容器 rootfs 限额原理

Jun 1, 2022 23:00 · 2450 words · 5 minute read Container Linux

在容器运行时利用 overlayfs 联合挂载分层镜像时,容器的 rootfs(根文件系统)本质上就是宿主机上的几个文件路径。容器在运行时可能会向其根文件系统中写入数据,这些数据实打实地存储在宿主机上,如果不加以限制任由其写入,可能影响到整个宿主机。

Docker

我们熟悉的 Docker 容器运行时,提供 overlay2.size 选项来为容器设置默认的磁盘容量:

$ sudo dockerd -s overlay2 --storage-opt overlay2.size=1G

官方文档提到了只有当底层文件系统为 xfs 并pquota 选项挂载时,才支持容器 rootfs 限额。

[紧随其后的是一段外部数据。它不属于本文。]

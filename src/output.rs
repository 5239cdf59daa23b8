//! CLI output formatting for every command.
//!
//! Output leads with what the user cares about (monitors, dimensions,
//! what happened to the image) and shows file paths as the last detail on a
//! line, after an arrow.
//!
//! # Output Format
//!
//! ## Plan
//!
//! ```text
//! Desktop 4080x1080 (aspect 3.7778)
//! Composite 3840x1080
//! 001 1920x1080
//!     Desktop: x 0..1920
//!     Composite: x 0..1920
//!     Gap: 240px
//! 002 1920x1080
//!     Desktop: x 2160..4080
//!     Composite: x 1920..3840
//! ```
//!
//! ## Fit
//!
//! ```text
//! Source 6000x2000
//!     Alignment: center
//!     Reshape: crop 3556x2000 at (1222, 0)
//! Composite 3840x1080 → wallfit.png
//! ```
//!
//! ## Slice
//!
//! ```text
//! 001 1920x1080 → slices/monitor-1.png
//! 002 1920x1080 → slices/monitor-2.png
//!
//! Wrote 2 slices
//! ```
//!
//! # Architecture
//!
//! Each command has a `format_*` function (returns `Vec<String>`) for
//! testability and a `print_*` wrapper that writes to stdout. Format
//! functions are pure: no I/O, no side effects.

use crate::fit::FitReport;
use crate::layout::{ResolvedLayout, Segment};
use crate::reconcile::Reshape;
use std::path::{Path, PathBuf};

/// Format a 1-based positional index as 3-digit zero-padded.
fn format_index(pos: usize) -> String {
    format!("{:0>3}", pos)
}

/// Return indentation string: 4 spaces per depth level.
fn indent(depth: usize) -> String {
    "    ".repeat(depth)
}

fn format_span(start: u32, width: u32) -> String {
    format!("x {}..{}", start, start + width)
}

/// One-line description of what happened to the source before resizing.
pub fn format_reshape(reshape: &Reshape) -> String {
    match *reshape {
        Reshape::Identity => "none (aspect ratio already matches)".to_string(),
        Reshape::Crop {
            x,
            y,
            width,
            height,
        } => format!("crop {width}x{height} at ({x}, {y})"),
        Reshape::Pad {
            canvas_width,
            canvas_height,
            x,
            y,
        } => format!("pad to {canvas_width}x{canvas_height}, image at ({x}, {y})"),
    }
}

// ============================================================================
// Plan
// ============================================================================

pub fn format_layout(layout: &ResolvedLayout) -> Vec<String> {
    let mut lines = vec![
        format!(
            "Desktop {}x{} (aspect {:.4})",
            layout.width_with_gaps, layout.target_height, layout.aspect_ratio
        ),
        format!("Composite {}x{}", layout.monitors_width, layout.target_height),
    ];

    let mut segments = layout.segments.iter().peekable();
    while let Some(segment) = segments.next() {
        lines.push(monitor_header(segment));
        lines.push(format!(
            "{}Desktop: {}",
            indent(1),
            format_span(segment.virtual_x, segment.width)
        ));
        lines.push(format!(
            "{}Composite: {}",
            indent(1),
            format_span(segment.output_x, segment.width)
        ));
        if let Some(next) = segments.peek() {
            let gap = next.virtual_x - (segment.virtual_x + segment.width);
            if gap > 0 {
                lines.push(format!("{}Gap: {}px", indent(1), gap));
            }
        }
    }
    lines
}

fn monitor_header(segment: &Segment) -> String {
    format!(
        "{} {}x{}",
        format_index(segment.index + 1),
        segment.width,
        segment.monitor_height
    )
}

/// Pretty-printed JSON form of the layout for `plan --json`.
pub fn format_layout_json(layout: &ResolvedLayout) -> Result<String, serde_json::Error> {
    serde_json::to_string_pretty(layout)
}

pub fn print_layout(layout: &ResolvedLayout) {
    for line in format_layout(layout) {
        println!("{}", line);
    }
}

// ============================================================================
// Fit
// ============================================================================

pub fn format_fit_result(report: &FitReport, output: Option<&Path>) -> Vec<String> {
    let (source_w, source_h) = report.source;
    let (out_w, out_h) = report.composite();
    let composite = match output {
        Some(path) => format!("Composite {}x{} → {}", out_w, out_h, path.display()),
        None => format!("Composite {}x{}", out_w, out_h),
    };
    vec![
        format!("Source {}x{}", source_w, source_h),
        format!("{}Alignment: {}", indent(1), report.alignment),
        format!("{}Reshape: {}", indent(1), format_reshape(&report.reshape)),
        composite,
    ]
}

pub fn print_fit_result(report: &FitReport, output: Option<&Path>) {
    for line in format_fit_result(report, output) {
        println!("{}", line);
    }
}

// ============================================================================
// Slice
// ============================================================================

/// One line per written slice, paired with its monitor.
pub fn format_slices(layout: &ResolvedLayout, paths: &[PathBuf]) -> Vec<String> {
    let mut lines: Vec<String> = layout
        .segments
        .iter()
        .zip(paths)
        .map(|(segment, path)| {
            format!(
                "{} {}x{} → {}",
                format_index(segment.index + 1),
                segment.width,
                layout.target_height,
                path.display()
            )
        })
        .collect();

    lines.push(String::new());
    let noun = if paths.len() == 1 { "slice" } else { "slices" };
    lines.push(format!("Wrote {} {}", paths.len(), noun));
    lines
}

pub fn print_slices(layout: &ResolvedLayout, paths: &[PathBuf]) {
    for line in format_slices(layout, paths) {
        println!("{}", line);
    }
}
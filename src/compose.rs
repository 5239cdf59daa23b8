//! Composition: scale to the virtual desktop, then drop the gap strips.
//!
//! ```text
//! virtual desktop (resized)     | mon 0 |gap| mon 1 |
//! composite (gap-free)          | mon 0 | mon 1 |
//! ```
//!
//! The gap strips are content that would sit behind the bezels. Cutting them
//! out makes a line crossing a bezel continue at the right height on the
//! neighbouring monitor.

use crate::imaging::{ImageBackend, black_canvas, crop_box, paste};
use crate::layout::ResolvedLayout;
use image::RgbImage;
use tracing::debug;

/// Resize `reconciled` to the virtual desktop and remove the gaps.
///
/// The result is `monitors_width` × `target_height`. Without gaps that is
/// exactly the resized image.
pub fn compose(
    backend: &impl ImageBackend,
    reconciled: &RgbImage,
    layout: &ResolvedLayout,
) -> RgbImage {
    debug!(
        from_width = reconciled.width(),
        from_height = reconciled.height(),
        to_width = layout.width_with_gaps,
        to_height = layout.target_height,
        "resizing to virtual desktop"
    );
    let desktop = backend.resize(reconciled, layout.width_with_gaps, layout.target_height);

    if !layout.has_gaps() {
        return desktop;
    }
    remove_gaps(&desktop, layout)
}

/// Cut every monitor's columns out of the virtual desktop and butt them
/// together left to right.
pub fn remove_gaps(desktop: &RgbImage, layout: &ResolvedLayout) -> RgbImage {
    let mut composite = black_canvas(layout.monitors_width, layout.target_height);
    for segment in &layout.segments {
        debug!(
            monitor = segment.index,
            from_x = segment.virtual_x,
            to_x = segment.output_x,
            width = segment.width,
            "extracting monitor segment"
        );
        let part = crop_box(
            desktop,
            segment.virtual_x,
            0,
            segment.width,
            layout.target_height,
        );
        paste(&mut composite, &part, segment.output_x, 0);
    }
    composite
}

/// Split a gap-free composite into one image per monitor, left to right.
///
/// Each slice is the monitor's width × `target_height`.
pub fn slice_monitors(composite: &RgbImage, layout: &ResolvedLayout) -> Vec<RgbImage> {
    layout
        .segments
        .iter()
        .map(|s| crop_box(composite, s.output_x, 0, s.width, layout.target_height))
        .collect()
}
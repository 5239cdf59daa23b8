//! Shared test utilities for the wallfit test suite.
//!
//! Provides the canonical colour-block fixture, pixel counters used to check
//! where content ends up after crop, pad, resize and gap removal, and a
//! one-shot loopback HTTP server for remote sources.
//!
//! # Usage
//!
//! ```ignore
//! use crate::test_helpers::*;
//!
//! let image = create_test_image();
//! assert_eq!(count_in_row(&image, 0, RED), 2000);
//! assert_close(count_in_row(&image, 1999, WHITE), 6000.0);
//! ```

use image::{ImageFormat, Rgb, RgbImage};
use std::io::{Cursor, Read, Write};
use std::net::TcpListener;

pub const RED: Rgb<u8> = Rgb([255, 0, 0]);
pub const GREEN: Rgb<u8> = Rgb([0, 255, 0]);
pub const BLUE: Rgb<u8> = Rgb([0, 0, 255]);
pub const WHITE: Rgb<u8> = Rgb([255, 255, 255]);

/// Pixels at colour boundaries may blend during resampling.
pub const MIXING_TOLERANCE: f64 = 4.0;

// =========================================================================
// Fixtures
// =========================================================================

/// The 6000×2000 colour-block fixture.
///
/// ```text
/// ________________________
/// |       |       |       |
/// |   R   |   G   |   B   |   rows 0..1000
/// |_______|_______|_______|
/// |                       |
/// |         White         |   rows 1000..2000
/// |_______________________|
/// ```
pub fn create_test_image() -> RgbImage {
    RgbImage::from_fn(6000, 2000, |x, y| match (x / 2000, y / 1000) {
        (_, 1) => WHITE,
        (0, _) => RED,
        (1, _) => GREEN,
        _ => BLUE,
    })
}

// =========================================================================
// Pixel counters
// =========================================================================

/// Number of pixels in row `y` exactly equal to `color`.
pub fn count_in_row(image: &RgbImage, y: u32, color: Rgb<u8>) -> u32 {
    (0..image.width())
        .filter(|&x| *image.get_pixel(x, y) == color)
        .count() as u32
}

/// Number of pixels in column `x` exactly equal to `color`.
pub fn count_in_column(image: &RgbImage, x: u32, color: Rgb<u8>) -> u32 {
    (0..image.height())
        .filter(|&y| *image.get_pixel(x, y) == color)
        .count() as u32
}

/// Assert a pixel count is within [`MIXING_TOLERANCE`] of `expected`.
#[track_caller]
pub fn assert_close(actual: u32, expected: f64) {
    assert!(
        (f64::from(actual) - expected).abs() <= MIXING_TOLERANCE,
        "expected ~{expected:.2} pixels (±{MIXING_TOLERANCE}), got {actual}"
    );
}

// =========================================================================
// Remote sources
// =========================================================================

/// PNG-encode `image` in memory.
pub fn encode_png(image: &RgbImage) -> Vec<u8> {
    let mut bytes = Vec::new();
    image
        .write_to(&mut Cursor::new(&mut bytes), ImageFormat::Png)
        .unwrap();
    bytes
}

/// Answer exactly one HTTP request on a loopback port with `status` and
/// `body`. Returns the URL to request.
pub fn serve_once(status: &'static str, body: Vec<u8>) -> String {
    let listener = TcpListener::bind("127.0.0.1:0").unwrap();
    let url = format!("http://{}/wall.png", listener.local_addr().unwrap());
    std::thread::spawn(move || {
        let (mut stream, _) = listener.accept().unwrap();
        let mut request = Vec::new();
        let mut buf = [0u8; 512];
        while !request.windows(4).any(|w| w == b"\r\n\r\n") {
            let n = stream.read(&mut buf).unwrap();
            if n == 0 {
                break;
            }
            request.extend_from_slice(&buf[..n]);
        }
        let head = format!(
            "HTTP/1.1 {status}\r\nContent-Length: {}\r\nConnection: close\r\n\r\n",
            body.len()
        );
        stream.write_all(head.as_bytes()).unwrap();
        stream.write_all(&body).unwrap();
    });
    url
}
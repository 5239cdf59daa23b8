//! # wallfit
//!
//! Fits one source image across an arbitrary row of monitors, each with its
//! own resolution, optionally separated by physical gaps (bezels). The result
//! is one seamless composite that can be set as a spanning wallpaper or
//! sliced into one image per monitor.
//!
//! # Architecture: Three-Step Pipeline
//!
//! ```text
//! 1. Resolve    monitors + gaps  →  target aspect ratio, virtual desktop size
//! 2. Reconcile  source image     →  crop (or black-bar pad) to that aspect ratio
//! 3. Compose    reconciled image →  resize to the virtual desktop, drop gap strips
//! ```
//!
//! Steps 1 and 2 are pure arithmetic ([`layout::resolve`], [`reconcile::plan_reshape`])
//! and fail fast with a [`ConfigurationError`] before any pixel is touched.
//! Only step 3 and the final save go through the [`imaging::ImageBackend`].
//!
//! # Module Map
//!
//! | Module | Role |
//! |--------|------|
//! | [`layout`] | Monitor resolutions and gaps → [`ResolvedLayout`] with per-monitor segments |
//! | [`align`] | [`Alignment`] policy and the legacy exclusive-flag surface |
//! | [`reconcile`] | Crop or pad plan for a source against the target aspect ratio |
//! | [`compose`] | Resize to the virtual desktop, remove gaps, slice per monitor |
//! | [`fit`] | Public entry points: [`fit::multi_monitor_resize`], [`fit::fit_image`] |
//! | [`imaging`] | Decode/resize/save backend on the `image` crate, exact pixel copies |
//! | [`error`] | [`ConfigurationError`] and [`FitError`] |
//! | [`config`] | Layered `wallfit.toml` loading, validation, CLI overrides |
//! | [`output`] | CLI output formatting |
//!
//! # Design Decisions
//!
//! ## Gaps Are Content, Not Padding
//!
//! The source is resized to the width *including* gaps and the gap columns
//! are then thrown away. A straight line crossing a bezel therefore continues
//! where it would if the bezel were transparent, instead of being squeezed
//! together at the seam.
//!
//! ## Shortest Monitor Wins
//!
//! With mixed heights the composite is as tall as the shortest monitor. Taller
//! monitors receive a slice that is exactly their width and the shared height;
//! no per-monitor vertical offset is applied.
//!
//! ## One Alignment Value
//!
//! The alignment switches of the command line (`--black-bars`,
//! `--prefer-left`, ...) collapse into a single [`Alignment`]. Setting more
//! than one is an error rather than a silent precedence rule, and an
//! axis-incompatible choice (`--prefer-top` on a wide image) is an error too.

pub mod align;
pub mod compose;
pub mod config;
pub mod error;
pub mod fit;
pub mod imaging;
pub mod layout;
pub mod output;
pub mod reconcile;

pub use align::{Alignment, AlignmentFlags};
pub use error::{ConfigurationError, FitError, SourceShape};
pub use fit::{fit_image, multi_monitor_resize};
pub use layout::{Monitor, MonitorLayout, ResolvedLayout, Segment, resolve};

#[cfg(test)]
pub(crate) mod test_helpers;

我们先来看一下 Docker 容器运行项目 moby 中的实现 https://github.com/moby/moby/blob/v20.10.14/daemon/graphdriver/overlay2/overlay.go#L379-L391

func (d *Driver) create(id, parent string, opts *graphdriver.CreateOpts) (retErr error) {
    // a lot of code here
    if opts != nil && len(opts.StorageOpt) > 0 {
        driver := &Driver{}
        if err := d.parseStorageOpt(opts.StorageOpt, driver); err != nil {
            return err
        }

        if driver.options.quota.Size > 0 {
            // Set container disk quota limit
            if err := d.quotaCtl.SetQuota(dir, driver.options.quota); err != nil {
                return err
            }
        }
    }
}

overlay2 的 graph driver 调用 SetQuota 方法为某个路径设置指定的容量,而这个方法由 quota 包的 Control 结构提供:

func (q *Control) SetQuota(targetPath string, quota Quota) error {
    q.RLock()
    projectID, ok := q.quotas[targetPath]
    q.RUnlock()
    if !ok {
        state := getPquotaState()
        state.Lock()
        projectID = state.nextProjectID

        // assign project id to new container directory
        err := setProjectID(targetPath, projectID)
        if err != nil {
            state.Unlock()
            return err
        }

        state.nextProjectID++
        state.Unlock()

        q.Lock()
        q.quotas[targetPath] = projectID
        q.Unlock()
    }

    // set the quota limit for the container's project id
    logrus.Debugf("SetQuota(%s, %d): projectID=%d", targetPath, quota.Size, projectID)
    return setProjectQuota(q.backingFsBlockDev, projectID, quota)
}

CRI-O

crio 容器运行时通过配置文件 /etc/containers/config.toml 为容器设置默认磁盘容量 https://github.com/containers/storage/blob/v1.37.0/docs/containers-storage.conf.5.md#storage-options-for-overlay-table

[storage.options.overlay]
  size=5g

我们再来看一眼 CRI-O 容器运行时中的实现 https://github.com/cri-o/cri-o/blob/main/vendor/github.com/containers/storage/drivers/overlay/overlay.go#L910-L929

func (d *Driver) create(id, parent string, opts *graphdriver.CreateOpts, disableQuota bool) (retErr error) {
    // a lot of code here
    if d.quotaCtl != nil && !disableQuota {
        quota := quota.Quota{}
        if opts != nil && len(opts.StorageOpt) > 0 {
            driver := &Driver{}
            if err := d.parseStorageOpt(opts.StorageOpt, driver); err != nil {
                return err
            }
            if driver.options.quota.Size > 0 {
                quota.Size = driver.options.quota.Size
            }
            if driver.options.quota.Inodes > 0 {
                quota.Inodes = driver.options.quota.Inodes
            }
        }
        // Set container disk quota limit
        // If it is set to 0, we will track the disk usage, but not enforce a limit
        if err := d.quotaCtl.SetQuota(dir, quota); err != nil {
            return err
        }
    }
}

实际上 overlay 的 graph driver 的实现在 containers/storage 项目中,同样调用 SetQuota 方法为某个路径设置指定的容量。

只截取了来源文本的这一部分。